Question

I'm reading the article "Existential types in Scala", and found something I can't understand:

Array[T] forSome { type T; }
Array[T forSome { type T; }]

They look almost identical, but they're in fact very different. The first is the type of all arrays, whatever their type parameter. The second is Array[Any].

Why are they so different, and especially, why does the second one mean Array[Any]?

Was it helpful?

Solution 2

The difference lies in when the type system decides what T is.

Maybe the best answer is, try using those two types in some code, see what happens, and try to figure out why. But I'll try to explain some type theory first. In this case:

Array[T forSome { type T; }]

where the forSome is inside the [] brackets, each element by itself just has to somehow be explained as T forSome { type T; }. OK, so an Int is a T for some type T, so you can put an Int in the array. A String also is a T for some type T, and because the choice forSome applies to only one element at a time, you get to say T is String this time instead of Int, so you can put the String in the array even though it already contains an Int.

On the other hand, while we can choose T independently for any element of the array, the type of the array itself has already been chosen: it is the type of array that can hold anything. It can't be an Array[Int] or an Array[String].

But in this case:

Array[T] forSome { type T; }

the type T is decided just once, outside the array. The array could actually be an Array[Int], and Array[String], or an Array[Any]. But once the type T is chosen, all elements of the array have to be consistent with that type.

OK, now let's try some code. Here's an example:

scala> var a = Array(1,2);
a: Array[Int] = Array(1, 2)

scala> def first(z : Array[T] forSome { type T }) = z(0);
first: (z: Array[_])Any

scala> def firstany(z : Array[T forSome { type T }]) = z(0);
firstany: (z: Array[T forSome { type T }])Any

scala> first(a);
res0: Any = 1

scala> firstany(a);
error: type mismatch;
 found   : Array[Int]
 required: Array[T forSome { type T }]
       firstany(a);
                ^

Why the error? Because the array a has the type Array[Int], which can contain only things of type Int. That's certainly an Array[T] forSome {type T}, because all the type system needs to do is choose Int as the type T. Therefore first(a) is OK. But as explained above, an Array[T forSome { type T }] cannot be an Array[Int], so firstany(a) is an error.

But the following is OK, because an Array[Any] is an Array[T forSome { type T }]:

scala> var b = Array(1, "x");
b: Array[Any] = Array(1, x)

scala> firstany(b);
res1: Any = 1

OTHER TIPS

It should not be surprising that changing the positions of brackets may alter the meaning a lot. A bit like if you switch ∃ and ∀

The first one means : there is some type T such that this is an Array[T]. So this is satisfied by Array[String], Array[Int], etc. The array is homogenous, but we don't know on which type.

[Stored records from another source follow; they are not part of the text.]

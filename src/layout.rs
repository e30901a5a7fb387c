//! On-disk structures of a trace file.
//!
//! ```text
//! [TraceFileHeader][MsgCounter x n][level 0] ... [level 9][file trailer][dictionary ...]
//! ```
//!
//! All integers are native-endian. The header and counter rows are
//! `#[repr(C)]` so their byte layout is fixed and shared with any reader
//! built against the same definitions.

use std::mem::{offset_of, size_of};
use std::sync::atomic::{AtomicU32, Ordering};

use crate::region::RawRegion;

/// Number of independent ring buffers in every trace file.
pub const NUM_LEVELS: usize = 10;
/// Version written by this crate.
pub const FILE_VERSION: u32 = 5;
/// Oldest version a reader can decode. Version 2 dictionaries carry no
/// explicit message id.
pub const OLDEST_READABLE_VERSION: u32 = 2;
/// Bytes reserved after the last ring buffer.
pub const FILE_TRAILER_SIZE: u32 = 1024;
/// Bytes at the end of every ring buffer poisoned with `0xFF`.
pub const RING_TRAILER_SIZE: usize = 256;
/// Size of the wrap offset stored in front of every ring buffer.
pub const RING_HEADER_SIZE: usize = 4;
pub const DEFAULT_NUM_COUNTERS: u32 = 512;
pub const DEFAULT_LEVEL_KB: u32 = 8;
/// Upper bound for one level before scaling.
pub const MAX_LEVEL_KB: u32 = 16 * 1024;
/// Upper bound for all levels together.
pub const MAX_TOTAL_KB: u32 = 32 * 1024;
/// Bit of [`MsgCounter::last_tsc`] that disables a message id.
pub const OFF_BIT: u32 = 0x8000_0000;
/// Minimum monotonic distance between the two calibration samples.
pub const CALIBRATION_SECS: f64 = 0.1;

#[repr(C)]
#[derive(Clone, Copy, Debug, Default, PartialEq)]
pub struct TraceFileHeader {
    pub version: u32,
    /// Mapped size: header, counters and ring buffers. Excludes the trailer.
    pub file_size: u32,
    /// Header plus counter table; the first ring buffer starts here.
    pub header_size: u32,
    pub trailer_size: u32,
    pub first_msg_offset: u32,
    pub log_count: u32,
    pub tsc0: u64,
    pub monotime0: f64,
    pub tsc1: u64,
    pub monotime1: f64,
    pub utc1: f64,
    /// Per-level sizes in KB.
    pub log_sizes: [u32; NUM_LEVELS],
}

const _: () = assert!(size_of::<TraceFileHeader>() == 104);

impl TraceFileHeader {
    pub const SIZE: usize = size_of::<TraceFileHeader>();

    /// Header for a freshly created file. Calibration fields start at zero.
    pub fn new(sizes: &SizeSpec, num_counters: u32) -> Self {
        let header_size = Self::SIZE as u32 + num_counters * MsgCounter::SIZE as u32;
        Self {
            version: FILE_VERSION,
            file_size: header_size + sizes.total_kb() * 1024,
            header_size,
            trailer_size: FILE_TRAILER_SIZE,
            first_msg_offset: Self::SIZE as u32,
            log_count: NUM_LEVELS as u32,
            log_sizes: sizes.kb,
            ..Default::default()
        }
    }

    /// Snapshot of the header at the start of `region`.
    pub fn load(region: &RawRegion) -> Self {
        let mut bytes = [0u8; Self::SIZE];
        region.read_into(0, &mut bytes);
        unsafe { std::ptr::read_unaligned(bytes.as_ptr() as *const Self) }
    }

    pub fn store(&self, region: &RawRegion) {
        let bytes = unsafe {
            std::slice::from_raw_parts(self as *const Self as *const u8, Self::SIZE)
        };
        region.write(0, bytes);
    }

    /// Writes the running calibration sample only. `monotime1` goes last as
    /// readers gate on it.
    pub fn store_sample1(region: &RawRegion, tsc: u64, monotime: f64, utc: f64) {
        region.store_u64(offset_of!(TraceFileHeader, tsc1), tsc);
        region.store_f64(offset_of!(TraceFileHeader, utc1), utc);
        region.store_f64(offset_of!(TraceFileHeader, monotime1), monotime);
    }

    pub fn store_sample0(region: &RawRegion, tsc: u64, monotime: f64) {
        region.store_u64(offset_of!(TraceFileHeader, tsc0), tsc);
        region.store_f64(offset_of!(TraceFileHeader, monotime0), monotime);
    }

    pub fn load_tsc1(region: &RawRegion) -> u64 {
        region.load_u64(offset_of!(TraceFileHeader, tsc1))
    }

    /// Readers must not trust anything else until this holds.
    pub fn is_calibrated(&self) -> bool {
        self.monotime1 - self.monotime0 >= CALIBRATION_SECS
    }

    pub fn dictionary_offset(&self) -> u64 {
        self.file_size as u64 + self.trailer_size as u64
    }

    /// Byte range `(offset, len)` of ring buffer `level`.
    pub fn level_range(&self, level: usize) -> (usize, usize) {
        let before: usize = self.log_sizes[..level].iter().map(|kb| *kb as usize * 1024).sum();
        (self.header_size as usize + before, self.log_sizes[level] as usize * 1024)
    }

    /// Checks that the declared layout fits in `mapped_len` bytes.
    pub fn fits(&self, mapped_len: usize) -> bool {
        let levels = (self.log_count as usize).min(NUM_LEVELS);
        if self.log_count as usize > NUM_LEVELS || levels == 0 {
            return false;
        }
        let (off, len) = self.level_range(levels - 1);
        self.header_size as usize >= Self::SIZE && off + len <= mapped_len
    }
}

/// Per message-id statistics row.
#[repr(C)]
#[derive(Clone, Copy, Debug, Default, PartialEq, Eq)]
pub struct MsgCounter {
    pub count: u32,
    /// Bits 28..59 of the last timestamp; bit 31 is the off bit.
    pub last_tsc: u32,
    pub tsc_count: u64,
    pub tsc_self_count: u64,
}

const _: () = assert!(size_of::<MsgCounter>() == 24);

impl MsgCounter {
    pub const SIZE: usize = size_of::<MsgCounter>();

    pub fn is_disabled(&self) -> bool {
        self.last_tsc & OFF_BIT != 0
    }
}

/// Direct-mapped table of [`MsgCounter`] rows indexed by `id % len`.
///
/// Collisions are tolerated: the table only carries statistics and the off
/// bit, never anything structural.
#[derive(Clone, Copy, Debug)]
pub struct CounterTable {
    region: RawRegion,
    len: u32,
}

impl CounterTable {
    pub fn new(region: RawRegion, len: u32) -> Self {
        Self { region, len: len.max(1) }
    }

    pub fn rows(&self) -> u32 {
        self.len
    }

    #[inline(always)]
    pub(crate) fn row_offset(&self, id: u32) -> usize {
        (id % self.len) as usize * MsgCounter::SIZE
    }

    pub fn get(&self, id: u32) -> MsgCounter {
        let at = self.row_offset(id);
        MsgCounter {
            count: self.region.load_u32(at + offset_of!(MsgCounter, count)),
            last_tsc: self.load_last_tsc(at),
            tsc_count: self.region.load_u64(at + offset_of!(MsgCounter, tsc_count)),
            tsc_self_count: self.region.load_u64(at + offset_of!(MsgCounter, tsc_self_count)),
        }
    }

    pub fn is_disabled(&self, id: u32) -> bool {
        self.load_last_tsc(self.row_offset(id)) & OFF_BIT != 0
    }

    /// Toggles the off bit. The writer keeps updating the row either way.
    pub fn set_disabled(&self, id: u32, off: bool) {
        let at = self.row_offset(id) + offset_of!(MsgCounter, last_tsc);
        match self.atomic(at) {
            Some(cell) if off => {
                cell.fetch_or(OFF_BIT, Ordering::Relaxed);
            }
            Some(cell) => {
                cell.fetch_and(!OFF_BIT, Ordering::Relaxed);
            }
            None => {
                let v = self.region.load_u32(at);
                self.region.store_u32(at, if off { v | OFF_BIT } else { v & !OFF_BIT });
            }
        }
    }

    /// Zeroes the statistics of every row, preserving off bits.
    pub fn clear(&self) {
        for i in 0..self.len {
            let at = self.row_offset(i);
            let off = self.load_last_tsc(at) & OFF_BIT;
            self.region.store_u32(at, 0);
            self.region.store_u32(at + offset_of!(MsgCounter, last_tsc), off);
            self.region.store_u64(at + offset_of!(MsgCounter, tsc_count), 0);
            self.region.store_u64(at + offset_of!(MsgCounter, tsc_self_count), 0);
        }
    }

    /// Records one hit at `tsc`, keeping whatever off bit is set. Returns
    /// true if the id is enabled.
    #[inline(always)]
    pub(crate) fn hit(&self, id: u32, tsc: u64) -> bool {
        let at = self.row_offset(id);
        let last_at = at + offset_of!(MsgCounter, last_tsc);
        let off = self.load_last_tsc(at) & OFF_BIT;
        let stamp = ((tsc >> 28) as u32 & !OFF_BIT) | off;
        match self.atomic(last_at) {
            Some(cell) => cell.store(stamp, Ordering::Relaxed),
            None => self.region.store_u32(last_at, stamp),
        }
        self.region.store_u32(at, self.region.load_u32(at).wrapping_add(1));
        off == 0
    }

    #[inline(always)]
    pub(crate) fn add_cycles(&self, id: u32, cycles: u64, self_cycles: Option<u64>, count: bool) {
        let at = self.row_offset(id);
        let total = at + offset_of!(MsgCounter, tsc_count);
        self.region.store_u64(total, self.region.load_u64(total).wrapping_add(cycles));
        if let Some(own) = self_cycles {
            let mine = at + offset_of!(MsgCounter, tsc_self_count);
            self.region.store_u64(mine, self.region.load_u64(mine).wrapping_add(own));
        }
        if count {
            self.region.store_u32(at, self.region.load_u32(at).wrapping_add(1));
        }
    }

    pub(crate) fn prefetch(&self, id: u32) {
        #[cfg(target_arch = "x86_64")]
        unsafe {
            use std::arch::x86_64::{_mm_prefetch, _MM_HINT_T0};
            _mm_prefetch::<_MM_HINT_T0>(self.region.addr(self.row_offset(id)) as *const i8);
        }
        #[cfg(not(target_arch = "x86_64"))]
        let _ = id;
    }

    #[inline(always)]
    fn load_last_tsc(&self, row: usize) -> u32 {
        let at = row + offset_of!(MsgCounter, last_tsc);
        match self.atomic(at) {
            Some(cell) => cell.load(Ordering::Relaxed),
            None => self.region.load_u32(at),
        }
    }

    #[inline(always)]
    fn atomic(&self, at: usize) -> Option<&AtomicU32> {
        let p = self.region.addr(at);
        if at + 4 <= self.region.len() && (p as usize) % std::mem::align_of::<AtomicU32>() == 0 {
            Some(unsafe { AtomicU32::from_ptr(p as *mut u32) })
        } else {
            None
        }
    }
}

/// Per-level ring buffer sizes in KB.
#[derive(Clone, Copy, Debug, PartialEq, Eq, Hash)]
pub struct SizeSpec {
    pub kb: [u32; NUM_LEVELS],
}

impl Default for SizeSpec {
    fn default() -> Self {
        Self { kb: [DEFAULT_LEVEL_KB; NUM_LEVELS] }
    }
}

impl SizeSpec {
    pub fn new(kb: [u32; NUM_LEVELS]) -> Self {
        Self { kb }
    }

    pub fn uniform(kb: u32) -> Self {
        Self { kb: [kb; NUM_LEVELS] }
    }

    /// Parses `"8,8,16,..."` (commas and/or spaces). Missing levels keep the
    /// default; unparsable tokens count as zero and are raised to 1 KB by
    /// [`SizeSpec::limited`].
    pub fn parse(spec: &str) -> Self {
        let mut kb = [DEFAULT_LEVEL_KB; NUM_LEVELS];
        let tokens = spec.split([',', ' ']).filter(|t| !t.is_empty());
        for (slot, token) in kb.iter_mut().zip(tokens) {
            *slot = token.trim().parse().unwrap_or(0);
        }
        Self { kb }
    }

    pub fn total_kb(&self) -> u32 {
        self.kb.iter().sum()
    }

    /// Raises empty levels to 1 KB, caps every level at [`MAX_LEVEL_KB`] and
    /// scales all levels down by the same factor when the total exceeds
    /// [`MAX_TOTAL_KB`].
    pub fn limited(mut self) -> Self {
        for kb in self.kb.iter_mut() {
            *kb = (*kb).clamp(1, MAX_LEVEL_KB);
        }
        let total = self.total_kb();
        if total > MAX_TOTAL_KB {
            let factor = MAX_TOTAL_KB as f64 / total as f64;
            for kb in self.kb.iter_mut() {
                *kb = ((*kb as f64 * factor) as u32).max(1);
            }
        }
        self
    }

    /// Like [`SizeSpec::limited`] but without the caps; only empty levels
    /// are raised. Used for explicit resizes.
    pub fn unlimited(mut self) -> Self {
        for kb in self.kb.iter_mut() {
            *kb = (*kb).max(1);
        }
        self
    }
}

#[cfg(test)]
mod tests {
    use super::*;
    use crate::region::HeapArena;

    #[test]
    fn test_header_field_offsets() {
        assert_eq!(offset_of!(TraceFileHeader, tsc0), 24);
        assert_eq!(offset_of!(TraceFileHeader, monotime0), 32);
        assert_eq!(offset_of!(TraceFileHeader, tsc1), 40);
        assert_eq!(offset_of!(TraceFileHeader, utc1), 56);
        assert_eq!(offset_of!(TraceFileHeader, log_sizes), 64);
    }

    #[test]
    fn test_header_store_load() {
        let arena = HeapArena::new(TraceFileHeader::SIZE).unwrap();
        let spec = SizeSpec::parse("1,2,3");
        let header = TraceFileHeader::new(&spec, 512);
        header.store(&arena.region());
        TraceFileHeader::store_sample1(&arena.region(), 77, 1.5, 2.5);
        let loaded = TraceFileHeader::load(&arena.region());
        assert_eq!(loaded.log_sizes[..4], [1, 2, 3, 8]);
        assert_eq!(loaded.header_size, 104 + 512 * 24);
        assert_eq!(loaded.tsc1, 77);
        assert_eq!(loaded.level_range(1), (104 + 512 * 24 + 1024, 2048));
        assert_eq!(loaded.dictionary_offset(), loaded.file_size as u64 + 1024);
    }

    #[test]
    fn test_size_spec_limits() {
        let spec = SizeSpec::parse("0, 20000, 8").limited();
        assert_eq!(spec.kb[0], 1);
        assert_eq!(spec.kb[1], MAX_LEVEL_KB);
        assert_eq!(spec.kb[2], 8);

        let big = SizeSpec::uniform(16 * 1024).limited();
        assert!(big.total_kb() <= MAX_TOTAL_KB);
        assert!(big.kb.iter().all(|kb| *kb >= 1));
    }

    #[test]
    fn test_off_bit_survives_hits() {
        let arena = HeapArena::new(MsgCounter::SIZE * 4).unwrap();
        let table = CounterTable::new(arena.region(), 4);
        assert!(table.hit(6, 1 << 40));
        table.set_disabled(6, true);
        assert!(!table.hit(6, 2 << 40));
        assert!(table.is_disabled(2), "rows are shared modulo the table size");
        let row = table.get(6);
        assert_eq!(row.count, 2);
        assert!(row.is_disabled());
        table.set_disabled(6, false);
        assert!(table.hit(6, 3 << 40));
        table.clear();
        assert_eq!(table.get(6).count, 0);
    }
}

The second one means : for each element of the array, there is some type T, such that the element is of type T. Which is no constraint at all, so it is just Array[Any]. Having the forSome inside the square brackets, may be useful if you do e.g.

Array[Set[T] forSome {type T}]

It means the element of the array are all Sets, but there might be a both a Set of Int and a Set of String in the same array.


Regarding Rich Oliver's comment about type erasure: this is mostly a compile time thing, and they are indeed different. In the first case, it is an array whose element type we do not know. So we cannot do e.g a(0) = 1, because it might be well be an Array[String]. On the opposite, with the second type, it is an Array[Any], and a(0) = 1 is ok.